A Study of Milademetan Administration on Cardiac Repolarization in Healthy Subjects

A Randomized, Positive and Placebo-Controlled Trial to Evaluate the Effects of Milademetan Administration on Cardiac Repolarization in Healthy Subjects

This will be a Phase 1, single-center, 2-part study in healthy subjects. Parts 1 and 2 need to be conducted in sequential order.

Study Overview

• Status: Terminated
• Conditions: Cardiac Repolarization
• Intervention / Treatment: Drug: Placebo; Drug: Moxifloxacin (positive control); Drug: Milademetan

Detailed Description

Part 1 will enroll up to 3 cohorts of 6 healthy adult subjects to receive a single dose. The total duration of participation from the Screening visit to the follow-up will be up to 7 weeks (up to 45 days).
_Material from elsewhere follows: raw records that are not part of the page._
//! Configuration surface of the core
//!
//! Config is consumed as a read-only snapshot at batch boundaries; the engine
//! re-reads it between admission batches, never mid-task. Live updates go
//! through `Engine::update_queue_config`.

use std::collections::HashMap;
use std::time::Duration;

use chrono::{DateTime, Datelike, FixedOffset, NaiveTime, Utc};
use serde::{Deserialize, Serialize};

use tradeloop_contracts::{duration_millis, option_duration_millis, ExternalApi, QueueName};

use crate::reliability::{BackoffPolicy, CircuitBreakerConfig};

/// Per-queue configuration
#[derive(Debug, Clone, Serialize, Deserialize, PartialEq)]
pub struct QueueConfig {
    /// When false the run loop parks; Submits are still persisted as Pending
    pub enabled: bool,

    /// Concurrency slots
    pub max_concurrent: usize,

    /// Default retry allowance for tasks that do not override it
    pub max_retries: u32,

    /// Default per-task wall-clock limit
    #[serde(with = "duration_millis")]
    pub default_timeout: Duration,

    /// Age after which a still-unstarted task is Expired (None = never)
    #[serde(with = "option_duration_millis", default)]
    pub max_task_age: Option<Duration>,

    pub circuit: CircuitBreakerConfig,

    pub backoff: BackoffPolicy,
}

impl Default for QueueConfig {
    fn default() -> Self {
        Self {
            enabled: true,
            max_concurrent: 4,
            max_retries: 3,
            default_timeout: Duration::from_secs(300),
            max_task_age: None,
            circuit: CircuitBreakerConfig::default(),
            backoff: BackoffPolicy::default(),
        }
    }
}

impl QueueConfig {
    pub fn new() -> Self {
        Self::default()
    }

    pub fn with_max_concurrent(mut self, max: usize) -> Self {
        self.max_concurrent = max.max(1);
        self
    }

    pub fn with_max_retries(mut self, max_retries: u32) -> Self {
        self.max_retries = max_retries;
        self
    }

    pub fn with_default_timeout(mut self, timeout: Duration) -> Self {
        self.default_timeout = timeout;
        self
    }

    pub fn with_circuit(mut self, circuit: CircuitBreakerConfig) -> Self {
        self.circuit = circuit;
        self
    }

    pub fn with_backoff(mut self, backoff: BackoffPolicy) -> Self {
        self.backoff = backoff;
        self
    }

    pub fn disabled(mut self) -> Self {
        self.enabled = false;
        self
    }
}

/// Token-bucket parameters for one external API
#[derive(Debug, Clone, Serialize, Deserialize, PartialEq)]
pub struct RateApiConfig {
    /// Bucket capacity per key
    pub capacity: f64,

    /// Refill rate per key, tokens per second
    pub refill_per_sec: f64,

    /// API keys rotated round-robin
    pub keys: Vec<String>,
}

impl RateApiConfig {
    pub fn new(capacity: f64, refill_per_sec: f64, keys: Vec<String>) -> Self {
        Self {
            capacity,
            refill_per_sec,
            keys,
        }
    }
}

/// Retention thresholds for terminal tasks
#[derive(Debug, Clone, Serialize, Deserialize, PartialEq)]
pub struct RetentionConfig {
    /// Completed tasks older than this are deleted
    #[serde(with = "duration_millis")]
    pub completed: Duration,

    /// Failed/Cancelled/Expired tasks older than this are deleted
    #[serde(with = "duration_millis")]
    pub failed: Duration,
}

impl Default for RetentionConfig {
    fn default() -> Self {
        Self {
            completed: Duration::from_secs(24 * 3600),
            failed: Duration::from_secs(7 * 24 * 3600),
        }
    }
}

/// Trading-hours window in a fixed-offset timezone
#[derive(Debug, Clone, Serialize, Deserialize, PartialEq)]
pub struct MarketHoursConfig {
    /// Offset from UTC in minutes (default 330 = UTC+05:30)
    pub utc_offset_minutes: i32,

    pub open: NaiveTime,

    pub close: NaiveTime,
}

impl Default for MarketHoursConfig {
    fn default() -> Self {
        Self {
            utc_offset_minutes: 330,
            open: NaiveTime::from_hms_opt(9, 15, 0).expect("valid time"),
            close: NaiveTime::from_hms_opt(15, 30, 0).expect("valid time"),
        }
    }
}

impl MarketHoursConfig {
    /// Whether the instant falls inside the market window on a weekday
    pub fn contains(&self, ts: DateTime<Utc>) -> bool {
        let offset = match FixedOffset::east_opt(self.utc_offset_minutes * 60) {
            Some(o) => o,
            None => return false,
        };
        let local = ts.with_timezone(&offset);
        let weekday = local.weekday().number_from_monday();
        if weekday > 5 {
            return false;
        }
        let t = local.time();
        t >= self.open && t <= self.close
    }
}

/// Complete configuration snapshot
#[derive(Debug, Clone, Serialize, Deserialize, PartialEq)]
pub struct OrchestratorConfig {
    pub portfolio_sync: QueueConfig,
    pub data_fetcher: QueueConfig,
    pub ai_analysis: QueueConfig,

    pub rate: HashMap<ExternalApi, RateApiConfig>,

    pub retention: RetentionConfig,

    pub market: MarketHoursConfig,

    /// Ready tasks older than this start aging upward in priority
    #[serde(with = "duration_millis")]
    pub starvation_threshold: Duration,

    /// RateLimited re-arms allowed per task before it is failed
    pub rate_retry_cap: u32,

    /// Grace given to a cancelled handler before it is declared unresponsive
    #[serde(with = "duration_millis")]
    pub cancel_grace: Duration,

    /// Retention sweep cadence
    #[serde(with = "duration_millis")]
    pub retention_sweep_interval: Duration,
}

impl Default for OrchestratorConfig {
    fn default() -> Self {
        let mut rate = HashMap::new();
        rate.insert(
            ExternalApi::Broker,
            RateApiConfig::new(10.0, 2.0, vec!["broker-key-1".into()]),
        );
        rate.insert(
            ExternalApi::Llm,
            RateApiConfig::new(20.0, 0.5, vec!["llm-key-1".into()]),
        );
        rate.insert(
            ExternalApi::MarketData,
            RateApiConfig::new(30.0, 5.0, vec!["data-key-1".into()]),
        );

        Self {
            portfolio_sync: QueueConfig::default(),
            data_fetcher: QueueConfig::default(),
            ai_analysis: QueueConfig::default(),
            rate,
            retention: RetentionConfig::default(),
            market: MarketHoursConfig::default(),
            starvation_threshold: Duration::from_secs(600),
            rate_retry_cap: 10,
            cancel_grace: Duration::from_secs(5),
            retention_sweep_interval: Duration::from_secs(3600),
        }
    }
}

impl OrchestratorConfig {
    pub fn queue(&self, name: QueueName) -> &QueueConfig {
        match name {
            QueueName::PortfolioSync => &self.portfolio_sync,
            QueueName::DataFetcher => &self.data_fetcher,
            QueueName::AiAnalysis => &self.ai_analysis,
        }
    }

    pub fn queue_mut(&mut self, name: QueueName) -> &mut QueueConfig {
        match name {
            QueueName::PortfolioSync => &mut self.portfolio_sync,
            QueueName::DataFetcher => &mut self.data_fetcher,
            QueueName::AiAnalysis => &mut self.ai_analysis,
        }
    }

    pub fn with_queue(mut self, name: QueueName, config: QueueConfig) -> Self {
        *self.queue_mut(name) = config;
        self
    }

    pub fn with_rate(mut self, api: ExternalApi, config: RateApiConfig) -> Self {
        self.rate.insert(api, config);
        self
    }

    pub fn with_starvation_threshold(mut self, threshold: Duration) -> Self {
        self.starvation_threshold = threshold;
        self
    }
}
Part 2 of this study will randomize approximately 32 subjects. The total duration of participation from the Screening visit to the follow-up will be up to 8 weeks (up to 55 days).

• Study Type: Interventional
• Enrollment (Actual): 6
• Phase: Phase 1

Contacts and Locations

Study Locations

• Australia
  • Victoria
    • Melbourne, Victoria, Australia, 3004
      • Nucleus Network Melbourne

Participation Criteria

Eligibility Criteria

• Ages Eligible for Study: 18 years to 55 years (Adult)
• Accepts Healthy Volunteers: Yes

Description

Inclusion Criteria:

1. Is capable of understanding informed consent and is willing and able to provide written informed consent.
2. Is willing to comply with all protocol procedures.
3. Healthy, male, nonsmoking (for at least 90 days) subjects from 18 through 55 years of age, inclusive, at Screening, and healthy, female, nonsmoking (for at least 90 days) subjects of nonchildbearing potential from 18 through 55 years of age, inclusive, at Screening.
4. Body weight > 50 kg, body mass index between 18.0 and 30 kg/m2, inclusive.

Exclusion Criteria:

1. Past or present clinically relevant systemic disease as judged by the Investigator including, but not limited to, clinically relevant medical abnormalities such as psychiatric, neurologic, pulmonary, respiratory, cardiac, gastrointestinal, genitourinary, renal, hepatic, metabolic, endocrinologic, hematological, or autoimmune disorders making implementation of the protocol or interpretation of the study results difficult, or that would put the subject at risk by participating in the study in the opinion of the Investigator.
2. History of significant hypersensitivity, intolerance, or allergy to any drug compound, food, or other substance, unless approved by the Investigator (or designee).
3. Knowledge of any kind of cardiovascular disorder/condition/procedure known to increase the possibility of QT prolongation or a history of additional risk factors for torsade de pointes (eg, heart failure, hypokalemia, hypomagnesemia, congenital long QT syndrome, or family history of long QT syndrome, or Brugada syndrome), or cardiac conduction disorders.
4. Resting supine systolic blood pressure greater than 140 mm Hg; resting supine diastolic blood pressure greater than 90 mm Hg at Screening or Day -1. Blood pressure measurements may be repeated once at the discretion of the Investigator.
5. Resting supine HR less than 45 beats per minute or greater than 100 beats per minute at Screening or Day -1 (may be repeated once at the discretion of the Investigator). Minor deviations are acceptable if considered to be of no clinical significance by the Investigator.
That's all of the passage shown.